概略
ローリンズはアメリカのジョージア州に本社を置くアメリカで最大規模のペストコントロール(害虫駆除)企業です。
北米、オーストラリアを中心に中米、カリブ海、中東、アジア、地中海、ヨーロッパ、アフリカ、メキシコでも事業を展開しているグローバル企業です。
住宅や商業用施設に害虫やシロアリ駆除サービスを中心に、ホテル、食品サービス、食品メーカー、小売、運送会社など各業界でも事業を展開しています。
ビジネスモデル
ローリンズのビジネスモデルは極めてシンプルなものです。
住宅での害虫駆除と商業施設用の害虫駆除、シロアリ駆除のサービスを手掛けています。
ただ、シンプルゆえに安定しているという強みがあります。
ローリンズの売上の8割はリピート顧客によるものです。
連続的な契約上、飲食店や商業施設が突然契約をやめたり他の企業にスイッチングすることはめったにありません。
そのため、利益を活用した次の戦略が立てやすいというメリットがあります。
また、ローリンズのエリアカバー率は高く、ブランド認知度は非常に高いです。
まさに業界のアイコン的な存在です。
シンプルな事業内容でかつブランド認知度、エリアカバー率が高いローリンズは非常に安定した利益を得ることができるのです。
この安定した利益を活用してローリンズは積極的にM&Aを行い、規模を拡大しています。
害虫駆除というものはマンパワーがものをいうので、それぞれのエリアで小・中規模事業者が障壁を作ってビジネスを行っています。
そのため無理やり競合エリアに参入して疲弊するよりも、既存エリアでの小・中規模事業者を買収していった方が効率が良いという側面があります。
また、ローリンズはIT投資を行い、従業員の業務効率化や決済処理の向上などを行いました。
これによりさらに収益率を高めることに成功したのです。
機械設備などに設備投資する必要はないからこそ潤沢なキャッシュを用いて安定したビジネスを行っている企業といえます。
各種指標
売上高・営業利益
ローリンズの売上高・営業利益・営業利益率を見ていきたいと思います。
グラフを見てもわかるように売上高・営業利益ともに毎年綺麗に増加しています。
これは規模の経済を活かしたビジネスを行っていることと、害虫駆除の需要が伸びているからだと思います。
また、営業利益率も15%以上と非常に高い数字です。
やはり認知度が高いブランドを持っていることとリピート率が高いシンプルな事業は稼げるビジネスだと考えていますので今後も地味ながらも収益を拡大していくのではないでしょうか。
EPS(1株利益)
続いてEPS(1株利益)です。
EPSは1株当たりいくら儲けているかを確認するための指標でこの数字が成長しているほど稼ぐ力を伸ばしていると判断できます。

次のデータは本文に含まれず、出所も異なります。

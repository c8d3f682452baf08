//! Integration tests for the revocation store using in-memory SurrealDB.

use chrono::{Duration, Utc};
use gatehouse_core::repository::RevocationStore;
use gatehouse_db::repository::SurrealRevocationStore;
use surrealdb::Surreal;
use surrealdb::engine::local::Mem;

async fn setup() -> SurrealRevocationStore<surrealdb::engine::local::Db> {
    let db = Surreal::new::<Mem>(()).await.unwrap();
    db.use_ns("test").use_db("test").await.unwrap();
    gatehouse_db::run_migrations(&db).await.unwrap();
    SurrealRevocationStore::new(db)
}

#[tokio::test]
async fn revoked_until_expiry() {
    let store = setup().await;

    store
        .revoke("fp-live", Utc::now() + Duration::minutes(15))
        .await
        .unwrap();

    assert!(store.is_revoked("fp-live").await.unwrap());
    assert!(!store.is_revoked("fp-unknown").await.unwrap());
}

#[tokio::test]
async fn revoke_is_idempotent() {
    let store = setup().await;
    let expires = Utc::now() + Duration::minutes(15);

    store.revoke("fp", expires).await.unwrap();
    store.revoke("fp", expires).await.unwrap();

    assert!(store.is_revoked("fp").await.unwrap());
}

#[tokio::test]
async fn expired_entries_are_inert() {
    let store = setup().await;

    store
        .revoke("fp-old", Utc::now() - Duration::hours(1))
        .await
        .unwrap();

    // The token itself is already rejected on expiry, so the entry
    // must not report as revoked.
    assert!(!store.is_revoked("fp-old").await.unwrap());
}

#[tokio::test]
async fn purge_drops_only_expired_entries() {
    let store = setup().await;

    store
        .revoke("fp-old", Utc::now() - Duration::hours(1))
        .await
        .unwrap();
    store
        .revoke("fp-live", Utc::now() + Duration::minutes(15))
        .await
        .unwrap();

    assert_eq!(store.purge_expired().await.unwrap(), 1);
    assert!(store.is_revoked("fp-live").await.unwrap());

    // Nothing left to purge.
    assert_eq!(store.purge_expired().await.unwrap(), 0);
}
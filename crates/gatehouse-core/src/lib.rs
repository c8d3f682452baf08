//! Gatehouse Core — domain models, error types, and the repository
//! trait seams shared across all crates.

pub mod error;
pub mod models;
pub mod repository;

pub use error::{GateError, GateResult};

ローリンズのEPSは順調に伸びていることが確認できます。
これについてもローリンズのビジネスは規模の経済が働いており、安定して拡大しているものだと判断する材料になると思います。
今後の展望とまとめ
以上のようにローリンズは景気に左右されないビジネスを展開し、安定的な収益を計上している企業と言えるでしょう。

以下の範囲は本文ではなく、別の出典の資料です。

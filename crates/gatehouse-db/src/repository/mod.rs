//! SurrealDB repository implementations.

mod revocation;
mod user;

pub use revocation::SurrealRevocationStore;
pub use user::SurrealUserRepository;
//! Password hashing and verification using Argon2id.

use argon2::password_hash::SaltString;
use argon2::{Argon2, PasswordHasher, PasswordVerifier};

use crate::config::AuthConfig;
use crate::error::AuthError;

fn hasher(config: &AuthConfig) -> Result<Argon2<'static>, AuthError> {
    let params = argon2::Params::new(
        config.argon2_memory_kib,
        config.argon2_iterations,
        config.argon2_parallelism,
        None,
    )
    .map_err(|e| AuthError::Store(gatehouse_core::GateError::Crypto(format!(
        "argon2 params error: {e}"
    ))))?;
    Ok(Argon2::new(
        argon2::Algorithm::Argon2id,
        argon2::Version::V0x13,
        params,
    ))
}

fn peppered<'a>(password: &'a str, pepper: Option<&str>, buf: &'a mut String) -> &'a [u8] {
    match pepper {
        Some(p) => {
            buf.push_str(p);
            buf.push_str(password);
            buf.as_bytes()
        }
        None => password.as_bytes(),
    }
}

/// Hash a plaintext password with Argon2id and a random per-hash salt.
///
/// Cost parameters come from the configuration; if a pepper is
/// configured it is prepended to the password before hashing and must
/// match the pepper used during verification.
pub fn hash_password(password: &str, config: &AuthConfig) -> Result<String, AuthError> {
    let mut buf = String::new();
    let input = peppered(password, config.pepper.as_deref(), &mut buf);

    let salt = SaltString::generate(&mut argon2::password_hash::rand_core::OsRng);
    let hash = hasher(config)?
        .hash_password(input, &salt)
        .map_err(|e| {
            AuthError::Store(gatehouse_core::GateError::Crypto(format!(
                "password hash error: {e}"
            )))
        })?;

    Ok(hash.to_string())
}

/// Verify a plaintext password against an Argon2id PHC-format digest.
///
/// Comparison is constant-time. A malformed digest verifies as
/// `false`; this function never fails.
pub fn verify_password(password: &str, digest: &str, pepper: Option<&str>) -> bool {
    let mut buf = String::new();
    let input = peppered(password, pepper, &mut buf);

    let Ok(parsed) = argon2::PasswordHash::new(digest) else {
        return false;
    };

    Argon2::default().verify_password(input, &parsed).is_ok()
}

#[cfg(test)]
mod tests {
    use super::*;

    fn test_config() -> AuthConfig {
        AuthConfig {
            // Small cost so the suite stays fast.
            argon2_memory_kib: 1024,
            argon2_iterations: 1,
            ..AuthConfig::default()
        }
    }

    #[test]
    fn correct_password_matches() {
        let config = test_config();
        let digest = hash_password("hunter2", &config).unwrap();
        assert!(digest.starts_with("$argon2id$"));
        assert!(verify_password("hunter2", &digest, None));
    }

    #[test]
    fn wrong_password_does_not_match() {
        let config = test_config();
        let digest = hash_password("hunter2", &config).unwrap();
        assert!(!verify_password("wrong", &digest, None));
    }

    #[test]
    fn pepper_is_applied() {
        let config = AuthConfig {
            pepper: Some("pepper!".into()),
            ..test_config()
        };
        let digest = hash_password("hunter2", &config).unwrap();
        assert!(verify_password("hunter2", &digest, Some("pepper!")));
        // Without the pepper verification must fail.
        assert!(!verify_password("hunter2", &digest, None));
    }

    #[test]
    fn malformed_digest_is_false_not_panic() {
        assert!(!verify_password("pw", "not-a-hash", None));
        assert!(!verify_password("pw", "", None));
    }

    #[test]
    fn salts_are_unique() {
        let config = test_config();
        let a = hash_password("same-password", &config).unwrap();
        let b = hash_password("same-password", &config).unwrap();
        assert_ne!(a, b);
    }
}
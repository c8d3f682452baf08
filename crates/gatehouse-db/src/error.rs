//! Database-specific error types and conversions.

use gatehouse_core::GateError;

/// Database-layer error type.
#[derive(Debug, thiserror::Error)]
pub enum DbError {
    #[error("SurrealDB error: {0}")]
    Surreal(#[from] surrealdb::Error),

    #[error("Migration failed: {0}")]
    Migration(String),

    #[error("Record not found: {entity} with id {id}")]
    NotFound { entity: String, id: String },

    #[error("Record already exists: {entity}")]
    AlreadyExists { entity: String },
}

impl From<DbError> for GateError {
    fn from(err: DbError) -> Self {
        match err {
            DbError::NotFound { entity, id } => GateError::NotFound { entity, id },
            DbError::AlreadyExists { entity } => GateError::AlreadyExists { entity },
            other => GateError::Database(other.to_string()),
        }
    }
}
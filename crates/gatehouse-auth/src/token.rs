//! Signed, time-bounded claim sets: issuance, verification, and
//! fingerprinting.
//!
//! Tokens are HMAC-SHA-256 JWTs signed with the server-held secret.
//! The three kinds (access, refresh, email-confirm) share the wire
//! format and are told apart by the `kind` claim; `decode` takes the
//! expected kind, so a token of one kind is never accepted where
//! another is required.

use chrono::{DateTime, Utc};
use jsonwebtoken::{Algorithm, DecodingKey, EncodingKey, Header, Validation};
use serde::{Deserialize, Serialize};
use sha2::{Digest, Sha256};
use uuid::Uuid;

use crate::config::AuthConfig;
use crate::error::AuthError;

/// Discriminator stored in every token.
#[derive(Debug, Clone, Copy, Serialize, Deserialize, PartialEq, Eq)]
#[serde(rename_all = "snake_case")]
pub enum TokenKind {
    /// Short-lived credential presented on every request.
    Access,
    /// Long-lived credential exchanged for new pairs.
    Refresh,
    /// Out-of-band email-confirmation credential.
    EmailConfirm,
}

/// Claims embedded in every token.
#[derive(Debug, Clone, Serialize, Deserialize)]
pub struct Claims {
    /// Subject — the account's email address.
    pub sub: String,
    /// Issued-at (Unix timestamp).
    pub iat: i64,
    /// Expiration (Unix timestamp).
    pub exp: i64,
    /// Unique token ID. Two tokens for the same subject issued within
    /// the same second must still be distinct strings, or rotation
    /// could swap a fingerprint for itself.
    pub jti: String,
    /// Token kind discriminator.
    pub kind: TokenKind,
}

impl Claims {
    /// Expiry as a UTC timestamp.
    pub fn expires_at(&self) -> DateTime<Utc> {
        DateTime::from_timestamp(self.exp, 0).unwrap_or_else(Utc::now)
    }
}

/// Issue a signed token of the given kind for `subject`.
///
/// The TTL is the configured lifetime for the kind; a non-positive TTL
/// produces a token that is already expired at issuance.
pub fn issue(subject: &str, kind: TokenKind, config: &AuthConfig) -> Result<String, AuthError> {
    let now = Utc::now().timestamp();
    let claims = Claims {
        sub: subject.to_string(),
        iat: now,
        exp: now + config.ttl_secs(kind),
        jti: Uuid::new_v4().to_string(),
        kind,
    };

    let key = EncodingKey::from_secret(config.jwt_secret.as_bytes());
    jsonwebtoken::encode(&Header::new(Algorithm::HS256), &claims, &key)
        .map_err(|e| AuthError::TokenMalformed(format!("encode: {e}")))
}

/// Verify signature, structure, expiry, and kind; return the claims.
pub fn decode(token: &str, expected: TokenKind, config: &AuthConfig) -> Result<Claims, AuthError> {
    let key = DecodingKey::from_secret(config.jwt_secret.as_bytes());

    let mut validation = Validation::new(Algorithm::HS256);
    validation.validate_exp = true;
    // No leeway: a token expired at issuance is rejected immediately.
    validation.leeway = 0;
    validation.set_required_spec_claims(&["sub", "exp", "iat"]);

    let claims = jsonwebtoken::decode::<Claims>(token, &key, &validation)
        .map(|data| data.claims)
        .map_err(|e| match e.kind() {
            jsonwebtoken::errors::ErrorKind::ExpiredSignature => AuthError::TokenExpired,
            _ => AuthError::TokenMalformed(e.to_string()),
        })?;

    if claims.kind != expected {
        return Err(AuthError::TokenMalformed("unexpected token kind".into()));
    }

    Ok(claims)
}

/// SHA-256 fingerprint of a raw token, hex-encoded.
///
/// This is the value persisted by the user store and the revocation
/// store; raw tokens are never written to disk.
pub fn fingerprint(raw: &str) -> String {
    let mut hasher = Sha256::new();
    hasher.update(raw.as_bytes());
    hex::encode(hasher.finalize())
}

将来的にも害虫駆除のビジネスがなくなることはないと思います。
世界的にみても地球温暖化に伴い、当面害虫駆除の需要は増えることはあっても減ることは無いでしょう。
また、シンプルな事業内容だからこそM&Aで規模を大きくすればその分だけ規模が拡大します。
大手企業が買収をして失敗することがありますが、この業界ではそれが起きにくいです。
また、例えば住宅との契約であれば、家の中に入って作業することになるため、ブランド力と顧客からの信頼が必要です。
その結果、一度作業してもらうと、次もまたお願いしたいということになることが多いです。
このような顧客との関係性を築くことでリピート率が高いビジネスモデルが確立しているのです。
今後もローリンズは規模の経済とブランド認知度を活かして毎年安定的な利益を計上していくと考えています。